:: What the task asks ::
Return all lines of the records that contain the word "match".

:: Data ::
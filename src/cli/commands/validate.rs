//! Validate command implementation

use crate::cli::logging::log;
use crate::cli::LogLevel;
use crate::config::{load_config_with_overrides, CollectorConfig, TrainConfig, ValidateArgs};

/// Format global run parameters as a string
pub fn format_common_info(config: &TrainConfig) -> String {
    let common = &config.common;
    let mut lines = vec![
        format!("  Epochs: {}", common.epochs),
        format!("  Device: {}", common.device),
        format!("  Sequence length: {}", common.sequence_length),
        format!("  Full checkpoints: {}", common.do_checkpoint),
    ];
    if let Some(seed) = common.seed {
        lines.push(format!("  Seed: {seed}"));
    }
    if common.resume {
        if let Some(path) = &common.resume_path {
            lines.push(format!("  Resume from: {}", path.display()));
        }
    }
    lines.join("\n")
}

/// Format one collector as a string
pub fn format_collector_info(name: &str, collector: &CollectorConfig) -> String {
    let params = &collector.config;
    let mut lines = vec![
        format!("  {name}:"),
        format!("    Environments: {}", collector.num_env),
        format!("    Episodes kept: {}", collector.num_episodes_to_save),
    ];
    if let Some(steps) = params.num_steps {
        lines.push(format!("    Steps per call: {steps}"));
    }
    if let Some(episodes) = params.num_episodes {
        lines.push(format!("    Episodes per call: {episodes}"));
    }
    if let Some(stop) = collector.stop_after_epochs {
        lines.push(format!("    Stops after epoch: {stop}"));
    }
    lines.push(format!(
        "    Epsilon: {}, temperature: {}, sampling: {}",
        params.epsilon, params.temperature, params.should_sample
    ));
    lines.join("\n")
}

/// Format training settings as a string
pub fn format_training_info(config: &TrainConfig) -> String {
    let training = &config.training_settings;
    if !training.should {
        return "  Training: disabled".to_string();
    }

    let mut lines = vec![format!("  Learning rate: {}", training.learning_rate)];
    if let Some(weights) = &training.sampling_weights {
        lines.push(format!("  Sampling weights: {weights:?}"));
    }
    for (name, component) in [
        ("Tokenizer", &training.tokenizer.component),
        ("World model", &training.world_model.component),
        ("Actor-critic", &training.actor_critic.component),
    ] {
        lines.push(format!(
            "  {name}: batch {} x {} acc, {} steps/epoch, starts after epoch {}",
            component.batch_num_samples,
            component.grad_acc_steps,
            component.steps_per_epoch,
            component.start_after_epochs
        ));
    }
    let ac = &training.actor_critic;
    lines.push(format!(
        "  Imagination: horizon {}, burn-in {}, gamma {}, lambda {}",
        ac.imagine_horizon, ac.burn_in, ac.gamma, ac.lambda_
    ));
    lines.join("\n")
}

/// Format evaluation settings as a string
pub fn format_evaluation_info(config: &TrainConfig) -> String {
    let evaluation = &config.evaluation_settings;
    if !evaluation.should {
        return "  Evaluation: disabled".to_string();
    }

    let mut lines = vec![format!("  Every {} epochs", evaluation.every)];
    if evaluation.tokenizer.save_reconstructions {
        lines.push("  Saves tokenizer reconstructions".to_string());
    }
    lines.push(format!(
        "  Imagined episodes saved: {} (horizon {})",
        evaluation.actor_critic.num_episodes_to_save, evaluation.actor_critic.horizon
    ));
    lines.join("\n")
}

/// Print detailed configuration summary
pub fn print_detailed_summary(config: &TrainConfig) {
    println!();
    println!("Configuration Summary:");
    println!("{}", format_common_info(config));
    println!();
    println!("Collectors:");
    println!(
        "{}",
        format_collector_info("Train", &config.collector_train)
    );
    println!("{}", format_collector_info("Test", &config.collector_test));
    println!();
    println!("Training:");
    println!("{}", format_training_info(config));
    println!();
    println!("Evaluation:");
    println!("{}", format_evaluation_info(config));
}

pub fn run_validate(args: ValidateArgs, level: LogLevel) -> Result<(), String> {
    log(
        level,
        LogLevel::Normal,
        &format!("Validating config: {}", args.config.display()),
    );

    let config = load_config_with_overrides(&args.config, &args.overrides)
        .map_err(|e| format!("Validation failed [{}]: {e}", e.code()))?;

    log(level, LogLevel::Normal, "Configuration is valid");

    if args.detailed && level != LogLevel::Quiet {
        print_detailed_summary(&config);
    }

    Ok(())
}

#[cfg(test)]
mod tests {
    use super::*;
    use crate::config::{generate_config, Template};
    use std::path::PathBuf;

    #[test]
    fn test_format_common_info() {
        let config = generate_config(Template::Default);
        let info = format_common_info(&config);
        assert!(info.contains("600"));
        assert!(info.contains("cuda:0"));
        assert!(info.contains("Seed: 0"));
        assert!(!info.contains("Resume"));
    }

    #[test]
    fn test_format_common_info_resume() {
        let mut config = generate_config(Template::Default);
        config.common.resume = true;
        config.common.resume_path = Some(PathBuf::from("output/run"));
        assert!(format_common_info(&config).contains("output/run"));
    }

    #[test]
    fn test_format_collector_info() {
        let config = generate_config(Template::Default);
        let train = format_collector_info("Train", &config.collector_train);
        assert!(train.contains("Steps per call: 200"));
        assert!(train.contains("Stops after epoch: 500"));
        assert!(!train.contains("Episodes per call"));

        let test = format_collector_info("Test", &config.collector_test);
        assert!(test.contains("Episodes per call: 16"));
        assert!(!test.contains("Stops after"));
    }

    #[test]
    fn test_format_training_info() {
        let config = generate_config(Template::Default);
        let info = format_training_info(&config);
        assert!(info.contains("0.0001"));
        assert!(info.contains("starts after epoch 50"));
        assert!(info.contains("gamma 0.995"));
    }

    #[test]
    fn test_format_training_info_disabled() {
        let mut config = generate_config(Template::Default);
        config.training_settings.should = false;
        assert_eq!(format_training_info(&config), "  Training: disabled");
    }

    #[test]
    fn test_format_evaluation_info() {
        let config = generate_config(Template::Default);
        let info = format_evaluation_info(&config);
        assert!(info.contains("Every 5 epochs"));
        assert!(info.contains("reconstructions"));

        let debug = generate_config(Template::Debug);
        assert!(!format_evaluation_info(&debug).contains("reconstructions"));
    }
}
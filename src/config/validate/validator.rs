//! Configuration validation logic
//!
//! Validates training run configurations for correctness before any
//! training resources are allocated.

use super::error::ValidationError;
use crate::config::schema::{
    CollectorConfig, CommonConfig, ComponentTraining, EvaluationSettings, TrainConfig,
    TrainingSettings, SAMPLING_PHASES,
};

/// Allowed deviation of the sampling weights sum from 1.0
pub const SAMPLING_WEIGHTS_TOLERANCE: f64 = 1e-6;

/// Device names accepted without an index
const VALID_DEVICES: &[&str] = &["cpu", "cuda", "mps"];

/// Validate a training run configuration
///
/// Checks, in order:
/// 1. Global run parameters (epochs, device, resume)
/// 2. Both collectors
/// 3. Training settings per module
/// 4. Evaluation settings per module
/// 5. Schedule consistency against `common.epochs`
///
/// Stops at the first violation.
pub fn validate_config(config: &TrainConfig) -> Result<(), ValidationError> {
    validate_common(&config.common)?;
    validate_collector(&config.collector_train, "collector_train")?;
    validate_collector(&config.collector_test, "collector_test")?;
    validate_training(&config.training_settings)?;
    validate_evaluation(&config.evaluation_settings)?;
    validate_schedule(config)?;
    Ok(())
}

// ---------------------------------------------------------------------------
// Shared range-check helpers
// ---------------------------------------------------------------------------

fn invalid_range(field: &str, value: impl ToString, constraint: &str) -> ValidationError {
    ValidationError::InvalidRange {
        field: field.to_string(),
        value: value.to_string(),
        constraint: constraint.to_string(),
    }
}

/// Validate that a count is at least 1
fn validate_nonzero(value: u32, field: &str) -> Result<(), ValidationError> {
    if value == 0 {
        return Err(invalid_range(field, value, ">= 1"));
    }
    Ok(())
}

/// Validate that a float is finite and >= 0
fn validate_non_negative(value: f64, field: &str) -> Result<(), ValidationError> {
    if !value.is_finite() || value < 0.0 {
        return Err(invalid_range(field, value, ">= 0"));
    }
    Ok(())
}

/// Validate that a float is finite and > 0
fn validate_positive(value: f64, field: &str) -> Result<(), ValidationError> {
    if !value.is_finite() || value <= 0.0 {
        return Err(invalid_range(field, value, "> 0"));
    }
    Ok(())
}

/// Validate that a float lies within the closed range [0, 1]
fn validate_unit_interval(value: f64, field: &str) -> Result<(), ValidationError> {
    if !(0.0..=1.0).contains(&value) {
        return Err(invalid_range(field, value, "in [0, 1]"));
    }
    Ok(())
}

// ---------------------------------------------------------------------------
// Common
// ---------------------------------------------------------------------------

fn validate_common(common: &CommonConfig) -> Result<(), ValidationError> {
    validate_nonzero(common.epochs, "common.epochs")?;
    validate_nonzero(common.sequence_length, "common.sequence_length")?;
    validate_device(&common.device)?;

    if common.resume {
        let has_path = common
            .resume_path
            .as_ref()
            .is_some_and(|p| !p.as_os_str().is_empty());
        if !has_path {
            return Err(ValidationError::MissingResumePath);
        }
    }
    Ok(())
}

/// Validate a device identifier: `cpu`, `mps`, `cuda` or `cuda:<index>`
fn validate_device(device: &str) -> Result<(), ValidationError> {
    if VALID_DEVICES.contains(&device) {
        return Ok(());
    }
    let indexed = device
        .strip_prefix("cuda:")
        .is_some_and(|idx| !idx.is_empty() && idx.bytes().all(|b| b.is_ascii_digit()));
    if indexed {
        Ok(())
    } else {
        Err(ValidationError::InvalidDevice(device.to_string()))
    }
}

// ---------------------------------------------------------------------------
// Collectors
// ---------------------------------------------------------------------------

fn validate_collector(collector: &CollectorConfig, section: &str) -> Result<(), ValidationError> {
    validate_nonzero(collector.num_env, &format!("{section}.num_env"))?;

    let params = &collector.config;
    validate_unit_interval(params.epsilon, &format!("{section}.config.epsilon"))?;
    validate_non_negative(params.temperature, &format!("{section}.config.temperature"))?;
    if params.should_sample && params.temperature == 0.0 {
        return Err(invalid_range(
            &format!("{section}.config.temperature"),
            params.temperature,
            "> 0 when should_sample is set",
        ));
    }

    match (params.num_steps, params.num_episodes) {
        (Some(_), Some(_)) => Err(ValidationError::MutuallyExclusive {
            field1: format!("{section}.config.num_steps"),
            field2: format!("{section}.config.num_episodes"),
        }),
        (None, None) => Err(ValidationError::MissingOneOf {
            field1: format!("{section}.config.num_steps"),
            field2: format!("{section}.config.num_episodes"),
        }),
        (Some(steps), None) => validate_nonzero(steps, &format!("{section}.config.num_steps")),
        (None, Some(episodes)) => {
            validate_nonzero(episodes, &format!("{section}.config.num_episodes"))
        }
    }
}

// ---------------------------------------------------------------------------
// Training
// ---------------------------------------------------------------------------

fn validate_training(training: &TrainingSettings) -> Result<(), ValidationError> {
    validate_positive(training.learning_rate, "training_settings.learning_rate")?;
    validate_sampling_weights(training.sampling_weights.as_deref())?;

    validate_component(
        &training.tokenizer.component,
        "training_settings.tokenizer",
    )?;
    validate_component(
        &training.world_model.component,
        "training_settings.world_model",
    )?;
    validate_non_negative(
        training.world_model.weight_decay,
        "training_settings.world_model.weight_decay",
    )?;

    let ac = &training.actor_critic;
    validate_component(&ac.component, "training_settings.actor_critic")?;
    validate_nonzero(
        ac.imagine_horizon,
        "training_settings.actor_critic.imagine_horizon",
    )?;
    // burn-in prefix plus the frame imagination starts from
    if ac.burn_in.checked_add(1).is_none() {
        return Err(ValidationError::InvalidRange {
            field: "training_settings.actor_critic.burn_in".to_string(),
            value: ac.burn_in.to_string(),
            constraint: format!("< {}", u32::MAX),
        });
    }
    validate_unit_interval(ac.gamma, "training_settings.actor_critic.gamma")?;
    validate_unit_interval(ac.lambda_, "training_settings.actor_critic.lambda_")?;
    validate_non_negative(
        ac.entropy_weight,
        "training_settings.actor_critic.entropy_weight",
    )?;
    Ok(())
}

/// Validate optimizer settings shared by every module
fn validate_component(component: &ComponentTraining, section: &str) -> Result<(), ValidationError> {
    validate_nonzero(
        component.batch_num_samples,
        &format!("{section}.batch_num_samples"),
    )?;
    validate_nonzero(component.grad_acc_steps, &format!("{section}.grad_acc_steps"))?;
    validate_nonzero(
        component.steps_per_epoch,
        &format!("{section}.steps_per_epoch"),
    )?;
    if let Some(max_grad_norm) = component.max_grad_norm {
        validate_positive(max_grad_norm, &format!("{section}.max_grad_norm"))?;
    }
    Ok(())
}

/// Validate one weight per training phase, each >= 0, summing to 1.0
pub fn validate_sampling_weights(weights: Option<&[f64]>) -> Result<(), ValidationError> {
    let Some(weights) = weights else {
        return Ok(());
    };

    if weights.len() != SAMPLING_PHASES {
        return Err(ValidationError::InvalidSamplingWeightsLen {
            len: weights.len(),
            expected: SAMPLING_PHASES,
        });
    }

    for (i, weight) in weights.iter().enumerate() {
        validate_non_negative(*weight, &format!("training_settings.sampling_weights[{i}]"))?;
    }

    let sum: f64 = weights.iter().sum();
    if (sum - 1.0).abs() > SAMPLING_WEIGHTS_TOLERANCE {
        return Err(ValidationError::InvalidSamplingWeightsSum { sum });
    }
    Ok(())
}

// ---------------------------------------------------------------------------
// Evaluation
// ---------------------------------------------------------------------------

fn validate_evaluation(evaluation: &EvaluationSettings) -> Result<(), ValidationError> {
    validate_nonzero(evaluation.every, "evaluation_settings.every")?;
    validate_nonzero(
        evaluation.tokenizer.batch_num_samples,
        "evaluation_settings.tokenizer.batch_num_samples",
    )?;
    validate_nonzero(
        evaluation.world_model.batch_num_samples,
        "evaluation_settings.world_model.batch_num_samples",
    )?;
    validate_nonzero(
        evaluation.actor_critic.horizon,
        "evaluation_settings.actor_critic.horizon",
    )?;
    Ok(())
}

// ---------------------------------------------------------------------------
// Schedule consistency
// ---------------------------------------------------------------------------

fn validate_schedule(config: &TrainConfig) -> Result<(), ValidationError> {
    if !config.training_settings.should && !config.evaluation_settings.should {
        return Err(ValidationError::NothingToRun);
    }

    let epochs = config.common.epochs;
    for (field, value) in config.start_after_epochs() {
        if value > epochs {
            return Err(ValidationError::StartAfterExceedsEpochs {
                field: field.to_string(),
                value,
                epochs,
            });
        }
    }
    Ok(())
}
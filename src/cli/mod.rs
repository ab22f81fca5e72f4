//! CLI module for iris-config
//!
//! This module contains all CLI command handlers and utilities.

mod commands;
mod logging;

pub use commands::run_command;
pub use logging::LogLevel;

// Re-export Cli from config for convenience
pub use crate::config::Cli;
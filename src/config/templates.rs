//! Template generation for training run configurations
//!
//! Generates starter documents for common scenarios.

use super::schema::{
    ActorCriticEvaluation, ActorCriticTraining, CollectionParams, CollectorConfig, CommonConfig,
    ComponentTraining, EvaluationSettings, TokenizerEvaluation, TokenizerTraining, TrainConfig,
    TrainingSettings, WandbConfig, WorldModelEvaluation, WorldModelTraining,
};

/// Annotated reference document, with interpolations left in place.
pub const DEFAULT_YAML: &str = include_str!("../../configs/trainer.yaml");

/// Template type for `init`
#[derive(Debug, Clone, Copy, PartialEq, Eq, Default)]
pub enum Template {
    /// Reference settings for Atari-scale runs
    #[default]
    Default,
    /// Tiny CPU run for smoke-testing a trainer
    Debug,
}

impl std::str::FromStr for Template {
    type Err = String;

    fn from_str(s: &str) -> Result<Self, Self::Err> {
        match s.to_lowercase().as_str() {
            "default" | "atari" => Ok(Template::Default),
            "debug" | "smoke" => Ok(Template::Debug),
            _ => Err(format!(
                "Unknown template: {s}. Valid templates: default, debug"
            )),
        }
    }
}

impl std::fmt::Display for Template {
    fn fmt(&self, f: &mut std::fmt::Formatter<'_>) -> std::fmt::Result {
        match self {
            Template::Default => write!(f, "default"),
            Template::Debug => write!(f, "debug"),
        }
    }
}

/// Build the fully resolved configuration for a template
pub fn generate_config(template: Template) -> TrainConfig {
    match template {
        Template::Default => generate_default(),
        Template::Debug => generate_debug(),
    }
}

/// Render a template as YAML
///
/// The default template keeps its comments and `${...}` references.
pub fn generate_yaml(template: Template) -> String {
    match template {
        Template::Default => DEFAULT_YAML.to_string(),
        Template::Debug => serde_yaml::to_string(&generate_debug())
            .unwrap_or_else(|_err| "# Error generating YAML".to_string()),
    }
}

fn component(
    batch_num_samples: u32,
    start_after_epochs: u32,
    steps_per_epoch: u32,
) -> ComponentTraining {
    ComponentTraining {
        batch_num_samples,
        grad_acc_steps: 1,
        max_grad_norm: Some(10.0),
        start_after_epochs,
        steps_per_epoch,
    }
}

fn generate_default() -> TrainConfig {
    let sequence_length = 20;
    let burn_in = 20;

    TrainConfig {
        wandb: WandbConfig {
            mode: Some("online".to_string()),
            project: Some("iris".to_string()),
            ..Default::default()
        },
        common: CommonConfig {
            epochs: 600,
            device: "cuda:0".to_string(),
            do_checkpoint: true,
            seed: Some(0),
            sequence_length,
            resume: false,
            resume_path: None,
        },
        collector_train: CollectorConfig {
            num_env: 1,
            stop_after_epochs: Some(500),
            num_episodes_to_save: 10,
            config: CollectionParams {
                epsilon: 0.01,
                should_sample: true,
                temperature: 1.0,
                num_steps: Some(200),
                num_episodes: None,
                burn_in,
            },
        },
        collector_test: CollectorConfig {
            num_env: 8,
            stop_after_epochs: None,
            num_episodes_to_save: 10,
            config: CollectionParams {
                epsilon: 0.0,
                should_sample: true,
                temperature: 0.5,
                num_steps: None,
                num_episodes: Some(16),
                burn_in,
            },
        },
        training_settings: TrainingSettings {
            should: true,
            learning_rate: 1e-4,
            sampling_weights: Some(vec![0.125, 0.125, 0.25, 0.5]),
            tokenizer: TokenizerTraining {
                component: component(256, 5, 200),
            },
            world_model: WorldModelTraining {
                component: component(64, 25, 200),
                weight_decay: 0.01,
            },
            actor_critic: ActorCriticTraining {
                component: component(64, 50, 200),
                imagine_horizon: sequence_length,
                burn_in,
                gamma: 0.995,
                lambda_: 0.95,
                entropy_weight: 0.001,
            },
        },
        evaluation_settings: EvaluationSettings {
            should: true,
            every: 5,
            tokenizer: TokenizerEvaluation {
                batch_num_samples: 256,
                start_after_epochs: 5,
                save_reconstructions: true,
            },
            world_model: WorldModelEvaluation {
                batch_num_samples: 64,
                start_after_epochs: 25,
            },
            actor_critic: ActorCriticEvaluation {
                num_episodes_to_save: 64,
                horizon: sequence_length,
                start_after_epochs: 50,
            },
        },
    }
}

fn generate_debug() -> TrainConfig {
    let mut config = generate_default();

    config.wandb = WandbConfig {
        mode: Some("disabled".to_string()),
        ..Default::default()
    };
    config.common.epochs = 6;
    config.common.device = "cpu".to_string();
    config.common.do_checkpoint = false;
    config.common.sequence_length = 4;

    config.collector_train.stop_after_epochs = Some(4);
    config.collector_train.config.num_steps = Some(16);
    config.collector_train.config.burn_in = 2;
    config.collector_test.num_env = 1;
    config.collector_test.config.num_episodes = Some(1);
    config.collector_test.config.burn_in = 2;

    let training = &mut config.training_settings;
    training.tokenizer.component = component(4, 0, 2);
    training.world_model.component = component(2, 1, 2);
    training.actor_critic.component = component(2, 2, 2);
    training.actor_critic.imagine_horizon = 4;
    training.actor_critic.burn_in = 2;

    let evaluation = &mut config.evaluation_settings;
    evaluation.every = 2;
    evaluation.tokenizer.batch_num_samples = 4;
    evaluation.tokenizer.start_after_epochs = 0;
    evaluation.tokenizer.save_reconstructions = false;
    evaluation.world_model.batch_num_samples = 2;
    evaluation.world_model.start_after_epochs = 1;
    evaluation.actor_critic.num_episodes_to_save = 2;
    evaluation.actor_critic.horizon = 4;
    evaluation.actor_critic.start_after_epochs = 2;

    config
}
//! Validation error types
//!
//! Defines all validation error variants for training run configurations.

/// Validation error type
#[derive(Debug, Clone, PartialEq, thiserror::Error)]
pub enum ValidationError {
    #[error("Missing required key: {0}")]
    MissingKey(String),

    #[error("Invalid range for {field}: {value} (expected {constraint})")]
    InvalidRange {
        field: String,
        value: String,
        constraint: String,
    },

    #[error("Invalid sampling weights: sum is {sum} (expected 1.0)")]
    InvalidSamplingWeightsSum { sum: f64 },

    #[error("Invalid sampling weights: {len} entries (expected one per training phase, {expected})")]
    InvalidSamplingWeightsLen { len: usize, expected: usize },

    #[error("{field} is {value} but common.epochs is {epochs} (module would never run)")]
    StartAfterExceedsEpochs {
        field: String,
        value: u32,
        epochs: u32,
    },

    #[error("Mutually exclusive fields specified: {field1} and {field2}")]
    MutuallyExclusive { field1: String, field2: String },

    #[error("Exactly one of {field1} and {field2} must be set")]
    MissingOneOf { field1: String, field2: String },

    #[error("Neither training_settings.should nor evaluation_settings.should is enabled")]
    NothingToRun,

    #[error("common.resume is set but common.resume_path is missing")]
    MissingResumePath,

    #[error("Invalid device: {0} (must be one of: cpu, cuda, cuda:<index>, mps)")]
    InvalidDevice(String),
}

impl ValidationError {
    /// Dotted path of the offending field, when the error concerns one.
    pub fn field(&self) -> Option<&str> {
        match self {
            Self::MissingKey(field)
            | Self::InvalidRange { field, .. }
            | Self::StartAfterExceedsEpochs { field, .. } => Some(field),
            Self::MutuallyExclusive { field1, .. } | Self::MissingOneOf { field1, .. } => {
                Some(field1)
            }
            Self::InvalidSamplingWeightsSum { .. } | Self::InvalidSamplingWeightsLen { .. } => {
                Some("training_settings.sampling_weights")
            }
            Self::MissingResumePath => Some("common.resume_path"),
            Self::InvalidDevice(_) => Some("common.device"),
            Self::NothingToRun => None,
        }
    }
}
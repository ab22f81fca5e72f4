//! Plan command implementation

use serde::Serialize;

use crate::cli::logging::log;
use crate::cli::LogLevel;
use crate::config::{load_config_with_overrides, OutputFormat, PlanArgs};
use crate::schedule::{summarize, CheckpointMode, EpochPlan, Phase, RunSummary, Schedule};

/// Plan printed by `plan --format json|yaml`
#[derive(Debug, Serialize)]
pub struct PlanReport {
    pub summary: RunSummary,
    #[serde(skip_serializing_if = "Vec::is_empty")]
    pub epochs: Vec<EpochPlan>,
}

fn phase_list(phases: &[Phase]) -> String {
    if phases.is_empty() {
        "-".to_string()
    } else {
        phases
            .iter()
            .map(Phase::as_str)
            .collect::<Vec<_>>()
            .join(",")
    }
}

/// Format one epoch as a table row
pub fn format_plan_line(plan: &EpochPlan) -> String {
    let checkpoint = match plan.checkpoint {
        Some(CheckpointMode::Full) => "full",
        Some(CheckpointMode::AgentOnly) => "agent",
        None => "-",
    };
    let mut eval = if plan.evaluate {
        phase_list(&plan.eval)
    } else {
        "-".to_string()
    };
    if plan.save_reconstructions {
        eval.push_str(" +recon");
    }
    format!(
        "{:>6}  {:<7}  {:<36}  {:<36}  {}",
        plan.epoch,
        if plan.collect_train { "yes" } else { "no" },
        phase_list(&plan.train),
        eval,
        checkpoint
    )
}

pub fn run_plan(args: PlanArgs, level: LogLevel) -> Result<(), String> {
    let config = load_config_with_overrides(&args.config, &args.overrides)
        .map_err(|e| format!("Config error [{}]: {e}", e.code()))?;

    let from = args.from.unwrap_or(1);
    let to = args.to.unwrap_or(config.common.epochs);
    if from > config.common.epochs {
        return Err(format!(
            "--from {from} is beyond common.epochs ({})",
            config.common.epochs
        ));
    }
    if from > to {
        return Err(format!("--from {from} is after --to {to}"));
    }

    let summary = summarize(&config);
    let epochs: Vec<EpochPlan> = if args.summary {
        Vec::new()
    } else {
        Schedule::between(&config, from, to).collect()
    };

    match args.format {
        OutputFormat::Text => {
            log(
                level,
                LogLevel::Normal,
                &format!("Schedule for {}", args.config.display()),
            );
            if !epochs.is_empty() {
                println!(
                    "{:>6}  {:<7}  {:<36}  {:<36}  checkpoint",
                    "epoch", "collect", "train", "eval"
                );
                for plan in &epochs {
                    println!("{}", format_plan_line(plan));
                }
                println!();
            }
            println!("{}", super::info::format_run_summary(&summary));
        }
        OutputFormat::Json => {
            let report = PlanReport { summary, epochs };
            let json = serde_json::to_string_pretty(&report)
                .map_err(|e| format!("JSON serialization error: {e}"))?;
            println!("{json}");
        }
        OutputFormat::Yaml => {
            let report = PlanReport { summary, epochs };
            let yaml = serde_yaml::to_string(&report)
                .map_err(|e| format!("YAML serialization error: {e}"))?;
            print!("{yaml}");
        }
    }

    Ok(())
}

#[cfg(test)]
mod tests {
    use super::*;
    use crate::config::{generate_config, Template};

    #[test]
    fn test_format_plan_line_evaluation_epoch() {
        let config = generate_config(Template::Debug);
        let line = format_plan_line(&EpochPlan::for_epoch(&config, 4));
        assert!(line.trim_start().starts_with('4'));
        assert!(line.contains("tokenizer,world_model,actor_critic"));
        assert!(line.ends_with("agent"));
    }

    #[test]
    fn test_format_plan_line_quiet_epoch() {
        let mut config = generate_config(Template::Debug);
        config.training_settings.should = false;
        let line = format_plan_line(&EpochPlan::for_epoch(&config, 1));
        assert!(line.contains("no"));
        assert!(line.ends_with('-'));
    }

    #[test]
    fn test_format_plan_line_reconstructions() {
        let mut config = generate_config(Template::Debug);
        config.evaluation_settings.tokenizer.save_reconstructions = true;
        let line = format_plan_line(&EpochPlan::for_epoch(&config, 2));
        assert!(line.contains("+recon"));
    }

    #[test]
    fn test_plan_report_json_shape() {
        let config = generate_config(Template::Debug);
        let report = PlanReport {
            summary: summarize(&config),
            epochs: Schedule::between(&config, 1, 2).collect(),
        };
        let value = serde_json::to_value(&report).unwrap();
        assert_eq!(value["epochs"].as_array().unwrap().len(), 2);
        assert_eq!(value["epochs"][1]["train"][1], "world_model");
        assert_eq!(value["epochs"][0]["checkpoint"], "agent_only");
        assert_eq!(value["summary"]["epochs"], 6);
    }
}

:: Written answer ::
    match (params.num_steps, params.num_episodes) {
        match s.to_lowercase().as_str() {
        match self {
    match template {
    match template {
        match self {
    let checkpoint = match plan.checkpoint {
    match args.format {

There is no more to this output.